8. The computer-implemented process of claim 7, wherein the new classifier is used to learn user intent to improve user search results returned in response to a search query.

9. The computer-implemented process of claim 7, wherein the new classifier is used to learn user intent to target a user with on-line advertising.

10. The computer-implemented process of claim 1, wherein the user data comprises: a set of users and for each user, a time the user conducted the user behavior, a query, a URL of any search results and a user intent label.

11. The computer-implemented process of claim 1, wherein using the confidence level to remove any noise and bias from the training data for that rule and any unlabeled data to create a denoised and debiased training data set for each rule, further comprising: (a) using the group of classifiers to categorize the rule-based sets of noisy and biased training data and any unlabeled data; (b) obtaining a confidence level of the categorized rule-based sets of training data and any unlabeled data from the classifiers; (c) for each classifier, for the training data and any unlabeled data classified by the classifier with a high confidence level, adding the training data and unlabeled data classified with a high confidence level to other training data sets, and adding training data not classified with a high level of confidence into the unlabeled data; (d) repeating steps (a) through (c) until a stop criteria has been met.

12. The computer-implemented process of claim 11 wherein the stop criteria further comprises a predetermined number of iterations.

13. The computer-implemented process of claim 11 wherein the stop criteria further comprises the amount of added training data and unlabeled data classified with a high confidence level to other training data sets being small.

14. The computer-implemented process of claim 11, further comprising if the training data that is classified has a high confidence level, but the label of the training data is different than that of a rule-based label, then determining that the training data that is classified is noise and not adding the training data that is noise to the other training data sets.

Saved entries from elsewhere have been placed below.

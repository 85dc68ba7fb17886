//! Day-granularity date helpers.
//!
//! Everything here operates on [`chrono::NaiveDate`] (a local calendar day, no timezone). An
//! "invalid" date is represented as `None`; helpers that can observe one short-circuit instead of
//! panicking. Arithmetic saturates at [`NaiveDate::MIN`] / [`NaiveDate::MAX`].
use chrono::Datelike;
use chrono::Months;
use chrono::NaiveDate;
use chrono::NaiveDateTime;
use chrono::TimeDelta;
use chrono::Weekday;

/// Wire format for dates passed in and out of the calendar state (`yyyy-MM-dd`).
pub const DATE_FORMAT: &str = "%Y-%m-%d";

#[derive(Clone, Debug, PartialEq, Eq, thiserror::Error)]
pub enum DateError {
    #[error("empty date string")]
    Empty,
    #[error("invalid date `{input}`: {source}")]
    Format {
        input: String,
        #[source]
        source: chrono::ParseError,
    },
}

/// An unordered pair of endpoints, as supplied by callers (`{ start, end }`).
#[derive(Clone, Debug, Default, PartialEq, Eq, Hash)]
#[cfg_attr(feature = "serde", derive(serde::Serialize, serde::Deserialize))]
pub struct RangeValue<T> {
    pub start: T,
    pub end: T,
}

impl<T> RangeValue<T> {
    pub fn new(start: T, end: T) -> Self {
        Self { start, end }
    }
}

/// A closed date range with `start <= end`.
///
/// Deserialized endpoints are sorted the same way as [`DateRange::new`].
#[derive(Clone, Copy, Debug, PartialEq, Eq, Hash)]
#[cfg_attr(
    feature = "serde",
    derive(serde::Serialize, serde::Deserialize),
    serde(from = "RangeValue<NaiveDate>")
)]
pub struct DateRange {
    start: NaiveDate,
    end: NaiveDate,
}

impl DateRange {
    /// Builds a range from two endpoints in either order.
    pub fn new(a: NaiveDate, b: NaiveDate) -> Self {
        if a <= b {
            Self { start: a, end: b }
        } else {
            Self { start: b, end: a }
        }
    }

    pub fn start(&self) -> NaiveDate {
        self.start
    }

    pub fn end(&self) -> NaiveDate {
        self.end
    }

    pub fn contains(&self, date: NaiveDate) -> bool {
        self.start <= date && date <= self.end
    }

    /// Number of days covered, both endpoints included.
    pub fn len_days(&self) -> i64 {
        self.end.signed_duration_since(self.start).num_days() + 1
    }

    pub fn to_strings(&self) -> RangeValue<String> {
        RangeValue::new(stringify_date(self.start), stringify_date(self.end))
    }
}

impl From<RangeValue<NaiveDate>> for DateRange {
    fn from(value: RangeValue<NaiveDate>) -> Self {
        DateRange::new(value.start, value.end)
    }
}

pub fn parse_date_strict(input: &str) -> Result<NaiveDate, DateError> {
    let trimmed = input.trim();
    if trimmed.is_empty() {
        return Err(DateError::Empty);
    }
    NaiveDate::parse_from_str(trimmed, DATE_FORMAT).map_err(|source| DateError::Format {
        input: trimmed.to_string(),
        source,
    })
}

/// Parses an optional `yyyy-MM-dd` string. Absent or malformed input yields "no value".
pub fn parse_date(input: Option<&str>) -> Option<NaiveDate> {
    let input = input?;
    match parse_date_strict(input) {
        Ok(date) => Some(date),
        Err(err) => {
            tracing::debug!(%err, "ignoring unparseable date");
            None
        }
    }
}

/// Parses both endpoints; a range with either endpoint missing is no range at all.
pub fn parse_date_range(input: Option<&RangeValue<String>>) -> Option<DateRange> {
    let input = input?;
    let start = parse_date(Some(&input.start))?;
    let end = parse_date(Some(&input.end))?;
    Some(DateRange::new(start, end))
}

pub fn stringify_date(date: NaiveDate) -> String {
    date.format(DATE_FORMAT).to_string()
}

/// `true` iff `value` is present and falls before `min` or after `max`.
pub fn is_invalid_date_range(
    value: Option<NaiveDate>,
    min: Option<NaiveDate>,
    max: Option<NaiveDate>,
) -> bool {
    let Some(value) = value else {
        return false;
    };
    min.is_some_and(|min| value < min) || max.is_some_and(|max| value > max)
}

fn saturate(amount: i64) -> NaiveDate {
    if amount < 0 {
        NaiveDate::MIN
    } else {
        NaiveDate::MAX
    }
}

pub fn add_days(date: NaiveDate, amount: i64) -> NaiveDate {
    TimeDelta::try_days(amount)
        .and_then(|delta| date.checked_add_signed(delta))
        .unwrap_or_else(|| saturate(amount))
}

pub fn sub_days(date: NaiveDate, amount: i64) -> NaiveDate {
    add_days(date, amount.saturating_neg())
}

pub fn add_weeks(date: NaiveDate, amount: i64) -> NaiveDate {
    add_days(date, amount.saturating_mul(7))
}

pub fn sub_weeks(date: NaiveDate, amount: i64) -> NaiveDate {
    add_weeks(date, amount.saturating_neg())
}

/// Adds calendar months, clamping the day to the last valid day of the target month.
pub fn add_months(date: NaiveDate, amount: i64) -> NaiveDate {
    let Ok(months) = u32::try_from(amount.unsigned_abs()) else {
        return saturate(amount);
    };
    let months = Months::new(months);
    let next = if amount < 0 {
        date.checked_sub_months(months)
    } else {
        date.checked_add_months(months)
    };
    next.unwrap_or_else(|| saturate(amount))
}

pub fn sub_months(date: NaiveDate, amount: i64) -> NaiveDate {
    add_months(date, amount.saturating_neg())
}

pub fn add_years(date: NaiveDate, amount: i64) -> NaiveDate {
    add_months(date, amount.saturating_mul(12))
}

pub fn sub_years(date: NaiveDate, amount: i64) -> NaiveDate {
    add_years(date, amount.saturating_neg())
}

pub fn is_same_day(a: NaiveDate, b: NaiveDate) -> bool {
    a == b
}

pub fn is_same_month(a: NaiveDate, b: NaiveDate) -> bool {
    a.year() == b.year() && a.month() == b.month()
}

pub fn is_weekend(date: NaiveDate) -> bool {
    matches!(date.weekday(), Weekday::Sat | Weekday::Sun)
}

pub fn start_of_month(date: NaiveDate) -> NaiveDate {
    date.with_day(1).unwrap_or(date)
}

pub fn end_of_month(date: NaiveDate) -> NaiveDate {
    date.with_day(get_days_in_month(date)).unwrap_or(date)
}

pub fn start_of_day(datetime: NaiveDateTime) -> NaiveDate {
    datetime.date()
}

pub fn get_days_in_month(date: NaiveDate) -> u32 {
    let start = start_of_month(date);
    match start.checked_add_months(Months::new(1)) {
        Some(next) => next.signed_duration_since(start).num_days() as u32,
        // Only December of the last representable year has no successor.
        None => 31,
    }
}

/// Returns the candidate closest to `target` in days.
///
/// Equidistant candidates resolve to the first one seen; this follows from iteration order and
/// callers should not rely on it. Any invalid input (including an empty candidate list) yields
/// `None`.
pub fn closest_to<I>(target: Option<NaiveDate>, candidates: I) -> Option<NaiveDate>
where
    I: IntoIterator<Item = Option<NaiveDate>>,
{
    let target = target?;
    let mut best: Option<(NaiveDate, i64)> = None;
    for candidate in candidates {
        let candidate = candidate?;
        let distance = target.signed_duration_since(candidate).num_days().abs();
        match best {
            Some((_, min)) if distance >= min => {}
            _ => best = Some((candidate, distance)),
        }
    }
    best.map(|(date, _)| date)
}

#[cfg(test)]
mod tests {
    use super::*;

    fn d(y: i32, m: u32, day: u32) -> NaiveDate {
        NaiveDate::from_ymd_opt(y, m, day).unwrap()
    }

    #[test]
    fn add_months_clamps_to_last_day() {
        assert_eq!(add_months(d(2024, 1, 31), 1), d(2024, 2, 29));
        assert_eq!(add_months(d(2023, 1, 31), 1), d(2023, 2, 28));
        assert_eq!(sub_months(d(2024, 3, 31), 1), d(2024, 2, 29));
        assert_eq!(add_years(d(2024, 2, 29), 1), d(2025, 2, 28));
    }

    #[test]
    fn month_clamping_is_not_reversible() {
        // Jan 31 + 1 month - 1 month lands on Jan 29, not Jan 31.
        let there = add_months(d(2024, 1, 31), 1);
        assert_eq!(sub_months(there, 1), d(2024, 1, 29));
    }

    #[test]
    fn day_arithmetic_round_trips() {
        let base = d(2024, 12, 30);
        for n in [-400, -31, -1, 0, 1, 2, 59, 366] {
            assert_eq!(sub_days(add_days(base, n), n), base);
            assert_eq!(sub_weeks(add_weeks(base, n), n), base);
        }
    }

    #[test]
    fn arithmetic_saturates_instead_of_panicking() {
        assert_eq!(add_days(d(2024, 1, 1), i64::MAX), NaiveDate::MAX);
        assert_eq!(sub_days(d(2024, 1, 1), i64::MAX), NaiveDate::MIN);
        assert_eq!(add_years(d(2024, 1, 1), i64::MIN), NaiveDate::MIN);
        assert_eq!(add_months(NaiveDate::MAX, 1), NaiveDate::MAX);
    }

    #[test]
    fn month_boundaries() {
        assert_eq!(start_of_month(d(2024, 2, 17)), d(2024, 2, 1));
        assert_eq!(end_of_month(d(2024, 2, 17)), d(2024, 2, 29));
        assert_eq!(end_of_month(d(2023, 12, 1)), d(2023, 12, 31));
        assert_eq!(get_days_in_month(d(2023, 2, 1)), 28);
        assert_eq!(get_days_in_month(d(2024, 4, 30)), 30);
        assert_eq!(get_days_in_month(NaiveDate::MAX), 31);
    }

    #[test]
    fn same_day_and_month() {
        let a = d(2024, 6, 1);
        let b = d(2024, 6, 30);
        assert!(is_same_day(a, a));
        assert!(is_same_month(a, b));
        assert!(is_same_month(b, a));
        assert!(!is_same_month(a, d(2023, 6, 1)));
    }

    #[test]
    fn weekend_detection() {
        assert!(is_weekend(d(2024, 6, 15)));
        assert!(is_weekend(d(2024, 6, 16)));
        assert!(!is_weekend(d(2024, 6, 17)));
    }

    #[test]
    fn closest_to_prefers_first_on_tie() {
        let target = Some(d(2024, 6, 15));
        let got = closest_to(target, [Some(d(2024, 6, 10)), Some(d(2024, 6, 20))]);
        assert_eq!(got, Some(d(2024, 6, 10)));
        let got = closest_to(target, [Some(d(2024, 6, 20)), Some(d(2024, 6, 10))]);
        assert_eq!(got, Some(d(2024, 6, 20)));
        let got = closest_to(target, [Some(d(2024, 1, 1)), Some(d(2024, 6, 16))]);
        assert_eq!(got, Some(d(2024, 6, 16)));
    }

    #[test]
    fn closest_to_invalid_inputs() {
        let target = Some(d(2024, 6, 15));
        assert_eq!(closest_to(target, []), None);
        assert_eq!(closest_to(None, [Some(d(2024, 6, 10))]), None);
        assert_eq!(closest_to(target, [Some(d(2024, 6, 14)), None]), None);
    }

    #[test]
    fn invalid_range_checks_both_bounds() {
        let min = Some(d(2024, 1, 10));
        let max = Some(d(2024, 1, 20));
        assert!(!is_invalid_date_range(None, min, max));
        assert!(!is_invalid_date_range(Some(d(2024, 1, 10)), min, max));
        assert!(!is_invalid_date_range(Some(d(2024, 1, 20)), min, max));
        assert!(is_invalid_date_range(Some(d(2024, 1, 9)), min, max));
        assert!(is_invalid_date_range(Some(d(2024, 1, 21)), min, max));
        assert!(!is_invalid_date_range(Some(d(1900, 1, 1)), None, max));
    }

    #[test]
    fn parse_and_stringify() {
        assert_eq!(parse_date(Some("2024-03-15")), Some(d(2024, 3, 15)));
        assert_eq!(parse_date(Some(" 2024-03-15 ")), Some(d(2024, 3, 15)));
        assert_eq!(parse_date(Some("2024-02-30")), None);
        assert_eq!(parse_date(Some("not a date")), None);
        assert_eq!(parse_date(None), None);
        assert_eq!(parse_date_strict(""), Err(DateError::Empty));
        assert!(matches!(
            parse_date_strict("15/03/2024"),
            Err(DateError::Format { .. })
        ));
        assert_eq!(stringify_date(d(2024, 3, 5)), "2024-03-05");
    }

    #[test]
    fn parse_range_requires_both_ends_and_sorts() {
        let reversed = RangeValue::new("2024-05-10".to_string(), "2024-05-05".to_string());
        let range = parse_date_range(Some(&reversed)).unwrap();
        assert_eq!(range.start(), d(2024, 5, 5));
        assert_eq!(range.end(), d(2024, 5, 10));
        assert_eq!(range.len_days(), 6);

        let half = RangeValue::new("2024-05-10".to_string(), "oops".to_string());
        assert_eq!(parse_date_range(Some(&half)), None);
    }

    #[cfg(feature = "serde")]
    #[test]
    fn deserialized_range_is_sorted() {
        let r: DateRange =
            serde_json::from_str(r#"{"start":"2024-05-10","end":"2024-05-05"}"#).unwrap();
        assert_eq!((r.start(), r.end()), (d(2024, 5, 5), d(2024, 5, 10)));
        assert_eq!(r.len_days(), 6);
        assert!(r.contains(d(2024, 5, 7)));
        assert_eq!(
            serde_json::to_string(&r).unwrap(),
            r#"{"start":"2024-05-05","end":"2024-05-10"}"#
        );
    }
}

15. The computer-implemented process of claim 7, wherein noisy training data is training data where labels indicating user intent in a subset of the noisy training data do not indicate true user intent.

16. The computer-implemented process of claim 7, wherein biased training data is training data where a subset of the biased training data with a special feature are more likely to be selected in the training data.

17. A system for automatically generating a training data set for learning user intent, comprising: a general purpose computing device; a computer program comprising program modules executable by the general purpose computing device, wherein the computing device is directed by the program modules of the computer program to, (a) generate different rule-based training data sets from input rules and user behavior data; (b) train each classifier of a group of classifiers using a different rule-based training data set; (d) use the group of trained classifiers to categorize the rule-based sets of training data and any unlabeled data; (e) obtain a confidence level of the categorized rule-based sets of training data and any unlabeled data obtained from the classifiers; (f) for each classifier, for the training data and any unlabeled data classified by the classifier with a high confidence level, adding the training data and unlabeled data classified with a high confidence level and a label matching the rule-based training to other training data sets, and adding training data not classified with a high level of confidence into the unlabeled data; (g) repeat steps (b) through (f) until a stop criteria has been met; and (g) merge the rule-based training data sets to create a final training data set that is denoised and unbiased.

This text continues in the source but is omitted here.